Incorrect platform-specific dependency selected from universal requirements.txt using pip.parse #2690

ewianda · 2025-03-21T04:36:26Z

🐞 bug report

Affected Rule

pip.parse

Is this a regression?

Unknown — this is observed with the current behavior in the latest release.

Description

I'm using a universal requirements.txt generated with uv

I want to use platform-specific dependencies like this:

`requirements.in`:

optimum[onnxruntime]; sys_platform == 'darwin' and sys_platform != 'linux'
optimum[onnxruntime-gpu]; sys_platform == 'linux'

`requirements.txt` (generated):

optimum[onnxruntime]==1.17.1 ; python_full_version < '3.12' and platform_python_implementation == 'CPython' and sys_platform == 'darwin'
optimum[onnxruntime-gpu]==1.17.1 ; python_full_version < '3.12' and platform_python_implementation == 'CPython' and sys_platform == 'linux'

`MODULE.bazel`:

pip.parse(
    requirements_by_platform = {
        "//:requirements.txt": "linux_*,osx_*",
    },
)

However, when building on macOS, Bazel attempts to use optimum[onnxruntime-gpu] instead of the appropriate optimum[onnxruntime].

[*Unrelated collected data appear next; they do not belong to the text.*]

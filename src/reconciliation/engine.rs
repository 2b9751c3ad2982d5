//! Reconciliation engine coordinating suggestion scoring, match creation,
//! unmatching, and status aggregation

use std::collections::HashSet;

use chrono::Duration;
use uuid::Uuid;

use crate::reconciliation::scoring::{self, DATE_WINDOW_DAYS, DEFAULT_SUGGESTION_LIMIT};
use crate::traits::*;
use crate::types::*;

const MATCH_MODEL: &str = "TransactionMatch";

/// Bank feed reconciliation engine
///
/// Owns suggestion scoring, manual match creation, unmatching, and status
/// aggregation over a tenant-scoped storage backend. The engine is
/// stateless between calls; concurrency safety is delegated to the store's
/// transactional guarantees.
pub struct ReconciliationEngine<S: ReconciliationStore> {
    store: S,
    scorer: Box<dyn SimilarityScorer>,
}

impl<S: ReconciliationStore> ReconciliationEngine<S> {
    /// Create a new engine with the default similarity scorer
    pub fn new(store: S) -> Self {
        Self {
            store,
            scorer: Box::new(DiceSimilarity),
        }
    }

    /// Create a new engine with a custom similarity scorer
    pub fn with_scorer(store: S, scorer: Box<dyn SimilarityScorer>) -> Self {
        Self { store, scorer }
    }

    /// Suggest ledger transactions likely to correspond to a bank feed
    /// transaction
    ///
    /// Candidates share the bank feed transaction's account and fall within
    /// a ±7 day window of its date; transactions already consumed by a
    /// `Matched` record are excluded. Surviving candidates are ranked by
    /// confidence, descending, and truncated to `limit` (default 5). An
    /// empty result is a successful outcome, not an error.
    pub async fn suggest_matches(
        &self,
        ctx: &TenantContext,
        bank_feed_transaction_id: Uuid,
        limit: Option<usize>,
    ) -> ReconcileResult<Vec<MatchSuggestion>> {
        let limit = limit.unwrap_or(DEFAULT_SUGGESTION_LIMIT);

        let bank_feed_transaction = self
            .store
            .get_bank_feed_transaction(ctx.tenant_id, bank_feed_transaction_id)
            .await?
            .ok_or_else(|| {
                ReconcileError::NotFound("Bank feed transaction not found".to_string())
            })?;

        if self
            .store
            .get_match_for_bank_feed_transaction(
                ctx.tenant_id,
                bank_feed_transaction_id,
                MatchStatus::Matched,
            )
            .await?
            .is_some()
        {
            return Err(ReconcileError::Conflict(
                "Bank feed transaction is already matched".to_string(),
            ));
        }

        let account = self
            .store
            .get_account(ctx.tenant_id, bank_feed_transaction.account_id)
            .await?
            .ok_or_else(|| ReconcileError::NotFound("Account not found".to_string()))?;

        let window = Duration::days(DATE_WINDOW_DAYS);
        let candidates = self
            .store
            .list_candidate_transactions(
                ctx.tenant_id,
                bank_feed_transaction.account_id,
                bank_feed_transaction.date - window,
                bank_feed_transaction.date + window,
            )
            .await?;

        // Exclusion set is a separate lookup, not a join, so the predicate
        // stays explicit and testable
        let matched_ids: HashSet<Uuid> = self
            .store
            .list_matched_transaction_ids(ctx.tenant_id)
            .await?
            .into_iter()
            .collect();

        let mut suggestions: Vec<MatchSuggestion> = candidates
            .iter()
            .filter(|candidate| !matched_ids.contains(&candidate.id))
            .filter_map(|candidate| {
                scoring::score_candidate(&bank_feed_transaction, candidate, self.scorer.as_ref())
                    .map(|score| MatchSuggestion {
                        transaction_id: candidate.id,
                        confidence: score.confidence,
                        reasons: score.reasons,
                        transaction: candidate.summary(&account.name),
                    })
            })
            .collect();

        // Stable sort keeps candidate-query order for equal confidences
        suggestions.sort_by(|a, b| {
            b.confidence
                .partial_cmp(&a.confidence)
                .unwrap_or(std::cmp::Ordering::Equal)
        });
        suggestions.truncate(limit);

        tracing::debug!(
            "{} suggestion(s) for bank feed transaction {}",
            suggestions.len(),
            bank_feed_transaction_id
        );

        Ok(suggestions)
    }

    /// Manually match a bank feed transaction to a ledger transaction
    ///
    /// Inserts a full-confidence `Matched` record, marks the bank feed
    /// transaction `Posted`, and writes the audit trail, all in one atomic
    /// unit. Manual matches are always confidence 1.0 regardless of any
    /// previously displayed suggestion score.
    pub async fn create_match(
        &self,
        ctx: &TenantContext,
        bank_feed_transaction_id: Uuid,
        transaction_id: Uuid,
    ) -> ReconcileResult<MatchView> {
        let bank_feed_transaction = self
            .store
            .get_bank_feed_transaction(ctx.tenant_id, bank_feed_transaction_id)
            .await?
            .ok_or_else(|| {
                ReconcileError::NotFound("Bank feed transaction not found".to_string())
            })?;

        let transaction = self
            .store
            .get_transaction(ctx.tenant_id, transaction_id)
            .await?
            .ok_or_else(|| ReconcileError::NotFound("Transaction not found".to_string()))?;

        if self
            .store
            .get_match_for_bank_feed_transaction(
                ctx.tenant_id,
                bank_feed_transaction_id,
                MatchStatus::Matched,
            )
            .await?
            .is_some()
        {
            return Err(ReconcileError::Conflict(
                "Bank feed transaction is already matched".to_string(),
            ));
        }

        if self
            .store
            .get_match_for_transaction(ctx.tenant_id, transaction_id, MatchStatus::Matched)
            .await?
            .is_some()
        {
            return Err(ReconcileError::Conflict(
                "Transaction is already matched".to_string(),
            ));
        }

        let account = self
            .store
            .get_account(ctx.tenant_id, bank_feed_transaction.account_id)
            .await?
            .ok_or_else(|| ReconcileError::NotFound("Account not found".to_string()))?;

        let record = TransactionMatch::matched(bank_feed_transaction_id, transaction_id);
        let audit = AuditRecord::create(
            ctx,
            account.entity_id,
            MATCH_MODEL,
            record.id,
            serde_json::to_value(&record)
                .map_err(|e| ReconcileError::Storage(e.to_string()))?,
        );

        self.store.create_match(ctx.tenant_id, &record, &audit).await?;

        tracing::info!(
            "Matched bank feed transaction {} to transaction {}",
            bank_feed_transaction_id,
            transaction_id
        );

        let mut posted = bank_feed_transaction;
        posted.status = BankFeedStatus::Posted;

        Ok(MatchView {
            bank_feed_transaction: posted.summary(),
            transaction: transaction.summary(&account.name),
            record,
        })
    }

    /// Remove a confirmed match and return its bank feed transaction to the
    /// pending pool
    ///
    /// The match row is hard-deleted, the status reset and the audit record
    /// are committed atomically with it. No re-scoring happens here; callers
    /// re-invoke suggestion on demand.
    pub async fn unmatch(&self, ctx: &TenantContext, match_id: Uuid) -> ReconcileResult<()> {
        let record = self
            .store
            .get_match(ctx.tenant_id, match_id)
            .await?
            .ok_or_else(|| ReconcileError::NotFound("Match not found".to_string()))?;

        let bank_feed_transaction = self
            .store
            .get_bank_feed_transaction(ctx.tenant_id, record.bank_feed_transaction_id)
            .await?
            .ok_or_else(|| {
                ReconcileError::NotFound("Bank feed transaction not found".to_string())
            })?;

        let account = self
            .store
            .get_account(ctx.tenant_id, bank_feed_transaction.account_id)
            .await?
            .ok_or_else(|| ReconcileError::NotFound("Account not found".to_string()))?;

        let audit = AuditRecord::delete(
            ctx,
            account.entity_id,
            MATCH_MODEL,
            record.id,
            serde_json::to_value(&record)
                .map_err(|e| ReconcileError::Storage(e.to_string()))?,
        );

        self.store.delete_match(ctx.tenant_id, match_id, &audit).await?;

        tracing::info!(
            "Unmatched bank feed transaction {}",
            record.bank_feed_transaction_id
        );

        Ok(())
    }

    /// Aggregate reconciliation counts for an account
    ///
    /// An account with zero bank feed transactions reports 100 percent
    /// reconciled: an empty set is vacuously complete. The suggested count
    /// reads persisted `Suggested` rows, which an external suggestion
    /// pipeline may write; this engine never stores suggestions itself.
    pub async fn reconciliation_status(
        &self,
        ctx: &TenantContext,
        account_id: Uuid,
    ) -> ReconcileResult<ReconciliationStatus> {
        self.store
            .get_account(ctx.tenant_id, account_id)
            .await?
            .ok_or_else(|| ReconcileError::NotFound("Account not found".to_string()))?;

        let total = self
            .store
            .count_bank_feed_transactions(ctx.tenant_id, account_id, None)
            .await?;
        let matched = self
            .store
            .count_bank_feed_transactions(ctx.tenant_id, account_id, Some(BankFeedStatus::Posted))
            .await?;
        let suggested = self
            .store
            .count_suggested_matches(ctx.tenant_id, account_id)
            .await?;

        let reconciliation_percent = if total > 0 {
            ((matched as f64 / total as f64) * 100.0).round() as u32
        } else {
            100
        };

        Ok(ReconciliationStatus {
            total_bank_feed: total,
            matched,
            unmatched: total - matched,
            suggested,
            reconciliation_percent,
        })
    }
}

It seems that the logic in the following file prioritizes the wrong requirement:

🔗

rules_python/python/private/pypi/parse_requirements.bzl

Lines 114 to 126 in 032f6aa

    
           requirements_dict = { 
        
               (normalize_name(entry[0]), _extract_version(entry[1])): entry 
        
               for entry in sorted( 
        
                   parse_result.requirements, 
        
                   # Get the longest match and fallback to original WORKSPACE sorting, 
        
                   # which should get us the entry with most extras. 
        
                   # 
        
                   # FIXME @aignas 2024-05-13: The correct behaviour might be to get an 
        
                   # entry with all aggregated extras, but it is unclear if we 
        
                   # should do this now. 
        
                   key = lambda x: (len(x[1].partition("==")[0]), x), 
        
               ) 
        
           }.values()

As a result, the build fails with:

🔥 Exception or Error


rules_python~~pip~py_deps/onnxruntime_gpu/BUILD.bazel:6:12: configurable attribute "actual" in @@rules_python~~pip~py_deps//onnxruntime_gpu:_no_matching_repository doesn't match this configuration: No matching wheel for current configuration's Python version.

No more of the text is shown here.